J’ai conservé l’original de Léandre Bergeron, sorti en 1980 chez VLB éditeur, du temps de Victor-Lévy Beaulieu soi-même, Le dictionnaire de la langue québécoise. Sur la couverture, j’ai retrouvé un Post-it : « Hugo : tu dois garder ce livre ! » Un ordre post-mortem à l’intention de mon fils oublieux de ses racines. Mon exemplaire sent le foin, le joual et le passé jauni. Les tranches sont douces, sablées à la main après un incendie. Notre langue menacée survit à tout.
Viendra se blottir sur le rayon le petit dernier des dicos chers à mon coeur, celui du chansonnier et linguiste Jérôme 50 (comme la Labatt que buvait mon père), le Dictionnaire du chilleur, le dernier Robert (Québec) et non des moindres. J’attendais ce bouquin essentiel sans le savoir, comme une validation ou une évidence. Parce que ce dictionnaire québécois métissé de créole, d’anglais, d’argot, de slang américain, d’arabe parle de nous et de la langue de ruelles.
Cette langue sale et transversale puise dans la pulsation brute d’un peuple, sa vivacité d’esprit, sa débrouillardise, sa dissidence et son côté street wise, une appartenance sourde aux lendemains qui déchantent devant les promesses hostiles qui fabriquent les inégalités.
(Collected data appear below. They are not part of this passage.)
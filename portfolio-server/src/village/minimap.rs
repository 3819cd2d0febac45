//! Mini-map Projector
//!
//! Projects world X/Z onto a square top-down map and lays out the landmark
//! markers, the player marker and the caption. Output is plain pixel
//! geometry; the host draws it.

use serde::Serialize;

use super::controller::PlayerSnapshot;
use super::layout::{Landmark, LandmarkCategory, WORLD_HALF_EXTENT};

/// Map edge length while collapsed.
pub const COLLAPSED_SIZE: f32 = 180.0;

/// Map edge length while expanded.
pub const EXPANDED_SIZE: f32 = 280.0;

/// Summary hall marker edge.
pub const HALL_MARKER_SIZE: f32 = 12.0;

/// Regular marker edge.
pub const MARKER_SIZE: f32 = 8.0;

/// Player dot offset from its projected point.
pub const PLAYER_MARKER_OFFSET: f32 = 3.0;

/// Project one world coordinate onto a map of `map_size` pixels.
#[inline]
pub fn project(world: f32, map_size: f32) -> f32 {
    ((world + WORLD_HALF_EXTENT) / (WORLD_HALF_EXTENT * 2.0)) * map_size
}

/// Color palette.
#[derive(Clone, Copy, Debug, Default, PartialEq, Eq, Serialize)]
pub enum Theme {
    /// Daylight palette
    #[default]
    Day,
    /// Night palette (reds)
    Night,
}

impl Theme {
    /// The other theme.
    pub fn toggled(self) -> Self {
        match self {
            Theme::Day => Theme::Night,
            Theme::Night => Theme::Day,
        }
    }
}

/// Marker fill for a landmark category, as a `#rrggbb` string.
pub fn marker_color(category: LandmarkCategory, theme: Theme) -> &'static str {
    use LandmarkCategory::*;

    match theme {
        Theme::Day => match category {
            SummaryHall => "#FF6347",
            Education => "#9b59b6",
            WorkExperience => "#3498db",
            Skills => "#2ecc71",
            Certifications => "#3498db",
            Projects => "#f39c12",
            Other => "#95a5a6",
        },
        Theme::Night => match category {
            SummaryHall => "#c41e3a",
            Education => "#d81f44",
            WorkExperience => "#b01c36",
            Skills => "#e32f4c",
            Certifications => "#a71a32",
            Projects => "#f04c64",
            Other => "#7d1425",
        },
    }
}

/// A landmark square on the map.
#[derive(Clone, Debug, PartialEq, Serialize)]
pub struct MapMarker {
    /// Landmark id
    pub id: &'static str,
    /// Left edge in map pixels
    pub left: f32,
    /// Top edge in map pixels
    pub top: f32,
    /// Edge length
    pub size: f32,
    /// Fill color
    pub color: &'static str,
    /// Rotation in degrees
    pub rotation_deg: f32,
    /// Player is currently at this landmark
    pub active: bool,
}

/// The player dot.
#[derive(Clone, Copy, Debug, PartialEq, Serialize)]
pub struct PlayerMarker {
    /// Left edge in map pixels
    pub left: f32,
    /// Top edge in map pixels
    pub top: f32,
    /// Heading in radians
    pub rotation: f32,
}

/// Everything needed to draw the map for one frame.
#[derive(Clone, Debug, PartialEq, Serialize)]
pub struct MiniMapFrame {
    /// Map edge length
    pub size: f32,
    /// Landmark markers in input order
    pub markers: Vec<MapMarker>,
    /// Player dot
    pub player: PlayerMarker,
    /// Name of the current location, if it is a known landmark
    pub caption: Option<&'static str>,
    /// Scale bar is drawn only when expanded
    pub show_scale: bool,
}

/// Mini-map view state.
#[derive(Clone, Debug, Default)]
pub struct MiniMap {
    expanded: bool,
    theme: Theme,
}

impl MiniMap {
    /// Collapsed day-theme map.
    pub fn new() -> Self {
        Self::default()
    }

    /// Check if expanded.
    pub fn is_expanded(&self) -> bool {
        self.expanded
    }

    /// Flip between collapsed and expanded. Only the size changes.
    pub fn toggle_expanded(&mut self) {
        self.expanded = !self.expanded;
    }

    /// Current palette.
    pub fn theme(&self) -> Theme {
        self.theme
    }

    /// Switch palette.
    pub fn set_theme(&mut self, theme: Theme) {
        self.theme = theme;
    }

    /// Current edge length.
    pub fn size(&self) -> f32 {
        if self.expanded {
            EXPANDED_SIZE
        } else {
            COLLAPSED_SIZE
        }
    }

    /// Lay out one frame.
    pub fn render(
        &self,
        player: &PlayerSnapshot,
        landmarks: &[Landmark],
        current: Option<&str>,
    ) -> MiniMapFrame {
        let size = self.size();

        let markers = landmarks
            .iter()
            .map(|landmark| {
                let hall = landmark.category == LandmarkCategory::SummaryHall;
                let edge = if hall { HALL_MARKER_SIZE } else { MARKER_SIZE };
                MapMarker {
                    id: landmark.id,
                    left: project(landmark.x, size) - edge / 2.0,
                    top: project(landmark.z, size) - edge / 2.0,
                    size: edge,
                    color: marker_color(landmark.category, self.theme),
                    rotation_deg: if hall { 45.0 } else { 0.0 },
                    active: current == Some(landmark.id),
                }
            })
            .collect();

        let player_marker = PlayerMarker {
            left: project(player.position.x, size) - PLAYER_MARKER_OFFSET,
            top: project(player.position.z, size) - PLAYER_MARKER_OFFSET,
            rotation: player.rotation_y,
        };

        let caption = current
            .and_then(|id| landmarks.iter().find(|l| l.id == id))
            .map(|l| l.name);

        MiniMapFrame {
            size,
            markers,
            player: player_marker,
            caption,
            show_scale: self.expanded,
        }
    }
}

// =============================================================================
// TESTS
// =============================================================================

#[cfg(test)]
mod tests {
    use super::*;
    use proptest::prelude::*;
    use crate::core::Vec3;
    use crate::village::controller::PlayerState;
    use crate::village::layout::LANDMARKS;

    #[test]
    fn test_project_edges_and_center() {
        assert_eq!(project(-150.0, 180.0), 0.0);
        assert_eq!(project(0.0, 180.0), 90.0);
        assert_eq!(project(150.0, 180.0), 180.0);
        assert_eq!(project(0.0, 280.0), 140.0);
    }

    #[test]
    fn test_spawn_player_marker() {
        let map = MiniMap::new();
        let frame = map.render(&PlayerState::default(), &LANDMARKS, None);

        // (10 + 150) / 300 * 180 = 96
        assert!((frame.player.left - 87.0).abs() < 1e-4);
        assert!((frame.player.top - 93.0).abs() < 1e-4);
        assert_eq!(frame.player.rotation, 0.0);
    }

    #[test]
    fn test_hall_marker_is_larger_and_rotated() {
        let frame = MiniMap::new().render(&PlayerState::default(), &LANDMARKS, None);

        let hall = &frame.markers[0];
        assert_eq!(hall.id, "konohaVillage");
        assert_eq!(hall.size, 12.0);
        assert_eq!(hall.rotation_deg, 45.0);
        assert_eq!(hall.left, 84.0);

        let education = &frame.markers[1];
        assert_eq!(education.size, 8.0);
        assert_eq!(education.rotation_deg, 0.0);
        // (-50 + 150) / 300 * 180 - 4 = 56
        assert!((education.left - 56.0).abs() < 1e-4);
    }

    #[test]
    fn test_toggle_changes_only_size() {
        let mut map = MiniMap::new();
        let player = PlayerState::default();
        let before = map.render(&player, &LANDMARKS, Some("skills"));

        map.toggle_expanded();
        let after = map.render(&player, &LANDMARKS, Some("skills"));

        assert_eq!(before.size, 180.0);
        assert_eq!(after.size, 280.0);
        assert!(!before.show_scale);
        assert!(after.show_scale);
        assert_eq!(before.caption, after.caption);
        assert_eq!(before.markers.len(), after.markers.len());

        map.toggle_expanded();
        assert_eq!(map.render(&player, &LANDMARKS, Some("skills")), before);
    }

    #[test]
    fn test_active_marker_and_caption() {
        let frame = MiniMap::new().render(&PlayerState::default(), &LANDMARKS, Some("skills"));

        let active: Vec<_> = frame.markers.iter().filter(|m| m.active).map(|m| m.id).collect();
        assert_eq!(active, vec!["skills"]);
        assert_eq!(frame.caption, Some("Skill Forge"));
    }

    #[test]
    fn test_unknown_location_has_no_caption() {
        let frame = MiniMap::new().render(&PlayerState::default(), &LANDMARKS, Some("nowhere"));
        assert!(frame.caption.is_none());
        assert!(frame.markers.iter().all(|m| !m.active));
    }

    #[test]
    fn test_theme_palettes() {
        assert_eq!(marker_color(LandmarkCategory::SummaryHall, Theme::Day), "#FF6347");
        assert_eq!(marker_color(LandmarkCategory::SummaryHall, Theme::Night), "#c41e3a");
        assert_eq!(marker_color(LandmarkCategory::Other, Theme::Night), "#7d1425");
        assert_eq!(
            marker_color(LandmarkCategory::WorkExperience, Theme::Day),
            marker_color(LandmarkCategory::Certifications, Theme::Day)
        );

        let mut map = MiniMap::new();
        map.set_theme(map.theme().toggled());
        let frame = map.render(&PlayerState::default(), &LANDMARKS, None);
        assert_eq!(frame.markers[6].color, "#e32f4c");
    }

    proptest! {
        #[test]
        fn prop_render_is_pure(
            x in -150.0f32..150.0,
            z in -150.0f32..150.0,
            yaw in -7.0f32..7.0,
            expanded in any::<bool>(),
        ) {
            let mut map = MiniMap::new();
            if expanded {
                map.toggle_expanded();
            }
            let player = PlayerState {
                position: Vec3::new(x, 1.0, z),
                rotation_y: yaw,
                vertical_look_angle: 0.0,
            };

            let a = map.render(&player, &LANDMARKS, Some("projects"));
            let b = map.render(&player, &LANDMARKS, Some("projects"));
            prop_assert_eq!(&a, &b);

            // In-bounds positions land on the map
            let center_x = a.player.left + PLAYER_MARKER_OFFSET;
            let center_z = a.player.top + PLAYER_MARKER_OFFSET;
            prop_assert!(center_x >= 0.0 && center_x <= a.size);
            prop_assert!(center_z >= 0.0 && center_z <= a.size);
        }
    }
}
C’est une langue de résistance.
« Tokébakicitte » est une expression du cru et l’hymne composé par le chilleur Jérôme 50, qui a cueilli ses occurrences et leurs exemples à la fois relevés, vulgaires ou colorés « dans une démarche punk ». En fin pédagogue, il prend soin en entrevue de définir le sens des mots « élaguer » et « concision » à mon intention. Il faudrait plutôt me traduire, à l’entrée « slang » de son dico : « Wallah ! Le patnais grind pour son kob, legit y pète deux trois guiches, y fait poser des mags sur son whip extra fly. »
J’avoue que chu down, still, j’peux pas figure out.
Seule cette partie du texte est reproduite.